UU Pemilu perlu memperbaiki aturan main pilkada, sehingga para calon yang berkualitas dan jujur dapat bersaing dengan calon-calon yang kaya atau yang nekat membuat komitmen utang dengan menggadaikan kekayaan alam daerahnya kepada para sponsor pendanaan mereka. Upaya reformasi pilkada adalah bagian dari upaya mengurangi emisi karbon Indonesia yang bersumber dari sektor kehutanan dan lahan gambut.

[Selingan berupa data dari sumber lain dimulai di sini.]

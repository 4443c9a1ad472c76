//! Labels and the arena that owns them.
//!
//! A label describes one feasible partial selection ending at a node. Labels
//! form a predecessor forest rooted at the source label: a label evicted by
//! dominance may still be the ancestor of surviving labels, so labels are
//! never destroyed individually. The arena owns every label ever created and
//! hands out stable integer ids; the scheduling state (`extended`, `retired`)
//! lives in side tables so that the label value itself stays immutable.

use std::fmt;

/// Addressing key of the frontier: an item index or one of the two
/// pseudo-markers delimiting every selection path.
#[derive(Debug, Clone, Copy, PartialEq, Eq, PartialOrd, Ord, Hash)]
pub enum Node {
    /// Pseudo start marker; the only node whose label has no predecessor.
    Source,
    /// A genuine item index in `[0, n_items)`.
    Item(usize),
    /// Pseudo end marker; labels here are complete selections.
    Sink,
}

impl fmt::Display for Node {
    fn fmt(&self, f: &mut fmt::Formatter<'_>) -> fmt::Result {
        match self {
            Node::Source => write!(f, "source"),
            Node::Item(i) => write!(f, "{}", i),
            Node::Sink => write!(f, "sink"),
        }
    }
}

/// Stable identifier of a label inside its arena.
#[derive(Debug, Clone, Copy, PartialEq, Eq, Hash)]
pub struct LabelId(usize);

/// A candidate partial selection ending at `node`.
///
/// Immutable once created; scheduling state is kept by the arena.
#[derive(Debug, Clone, Copy, PartialEq)]
pub struct Label {
    /// Node this partial selection ends at.
    pub node: Node,
    /// Total cost of the items selected so far.
    pub cost: f64,
    /// Total weight of the items selected so far.
    pub weight: f64,
    /// Label this one was extended from. None only for the source label.
    pub predecessor: Option<LabelId>,
}

impl Label {
    /// Non-strict dominance: this label is at least as good as `other` on
    /// both criteria. Only labels at the same node are comparable; a label
    /// dominates an identical copy of itself.
    pub fn dominates(&self, other: &Label) -> bool {
        self.node == other.node && self.cost <= other.cost && self.weight >= other.weight
    }
}

impl fmt::Display for Label {
    fn fmt(&self, f: &mut fmt::Formatter<'_>) -> fmt::Result {
        write!(
            f,
            "Label[ node = {}, cost = {}, weight = {} ]",
            self.node, self.cost, self.weight
        )
    }
}

/// Owner of every label created during a labelling run.
///
/// Labels are destroyed only when the whole arena is dropped, which keeps
/// predecessor chains of surviving labels valid even after dominance
/// evictions.
#[derive(Debug, Default)]
pub struct LabelArena {
    labels: Vec<Label>,
    /// Set exactly once, when the engine processes the label.
    extended: Vec<bool>,
    /// Set when the label is evicted from its frontier by dominance; a
    /// retired label must not be extended but stays valid as a predecessor.
    retired: Vec<bool>,
}

impl LabelArena {
    pub fn new() -> Self {
        Self::default()
    }

    /// Store a new label, returning its id. `extended` is true for labels
    /// that must never be scheduled (sink labels are created closed).
    pub fn push(&mut self, label: Label, extended: bool) -> LabelId {
        let id = LabelId(self.labels.len());
        self.labels.push(label);
        self.extended.push(extended);
        self.retired.push(false);
        id
    }

    pub fn get(&self, id: LabelId) -> &Label {
        &self.labels[id.0]
    }

    pub fn is_extended(&self, id: LabelId) -> bool {
        self.extended[id.0]
    }

    pub fn mark_extended(&mut self, id: LabelId) {
        self.extended[id.0] = true;
    }

    pub fn is_retired(&self, id: LabelId) -> bool {
        self.retired[id.0]
    }

    pub fn retire(&mut self, id: LabelId) {
        self.retired[id.0] = true;
    }

    /// Total number of labels ever created.
    pub fn len(&self) -> usize {
        self.labels.len()
    }

    pub fn is_empty(&self) -> bool {
        self.labels.is_empty()
    }
}

#[cfg(test)]
mod tests {
    use super::*;

    #[test]
    fn test_node_ordering() {
        assert!(Node::Source < Node::Item(0));
        assert!(Node::Item(3) < Node::Item(4));
        assert!(Node::Item(usize::MAX) < Node::Sink);
    }

    #[test]
    fn test_dominance_is_non_strict() {
        let a = Label {
            node: Node::Item(2),
            cost: 1.0,
            weight: 5.0,
            predecessor: None,
        };
        let same = a;
        let worse = Label { cost: 2.0, weight: 4.0, ..a };
        let other_node = Label { node: Node::Item(3), ..a };

        assert!(a.dominates(&same));
        assert!(a.dominates(&worse));
        assert!(!worse.dominates(&a));
        assert!(!a.dominates(&other_node));
    }

    #[test]
    fn test_incomparable_labels() {
        let cheap_light = Label {
            node: Node::Item(0),
            cost: 1.0,
            weight: 2.0,
            predecessor: None,
        };
        let dear_heavy = Label { cost: 3.0, weight: 6.0, ..cheap_light };

        assert!(!cheap_light.dominates(&dear_heavy));
        assert!(!dear_heavy.dominates(&cheap_light));
    }

    #[test]
    fn test_arena_side_tables() {
        let mut arena = LabelArena::new();
        let a = arena.push(
            Label {
                node: Node::Source,
                cost: 0.0,
                weight: 0.0,
                predecessor: None,
            },
            false,
        );
        let b = arena.push(
            Label {
                node: Node::Item(0),
                cost: 1.0,
                weight: 1.0,
                predecessor: Some(a),
            },
            false,
        );

        assert_eq!(arena.len(), 2);
        assert!(!arena.is_extended(a));
        arena.mark_extended(a);
        assert!(arena.is_extended(a));

        assert!(!arena.is_retired(b));
        arena.retire(b);
        assert!(arena.is_retired(b));
        // The label value itself is untouched by retirement.
        assert_eq!(arena.get(b).predecessor, Some(a));
    }
}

Pembiayaan air time atau space di media elektronik dan cetak dapat dianggarkan dalam pembiayaan pilkada di APBN dan APBD. Para kontestan perlu dilarang untuk membuat billboard dan atribut kampanye yang mahal serta surat suara bisa dibuat hitam-putih sehingga biaya pilkada tidak membengkak. Pilkada adalah kegiatan demokrasi untuk memilih kepala daerah yang berkualitas dan jujur, bukan untuk mengukuhkan dominasi kelompok elite dan kaya di daerah maupun pusat.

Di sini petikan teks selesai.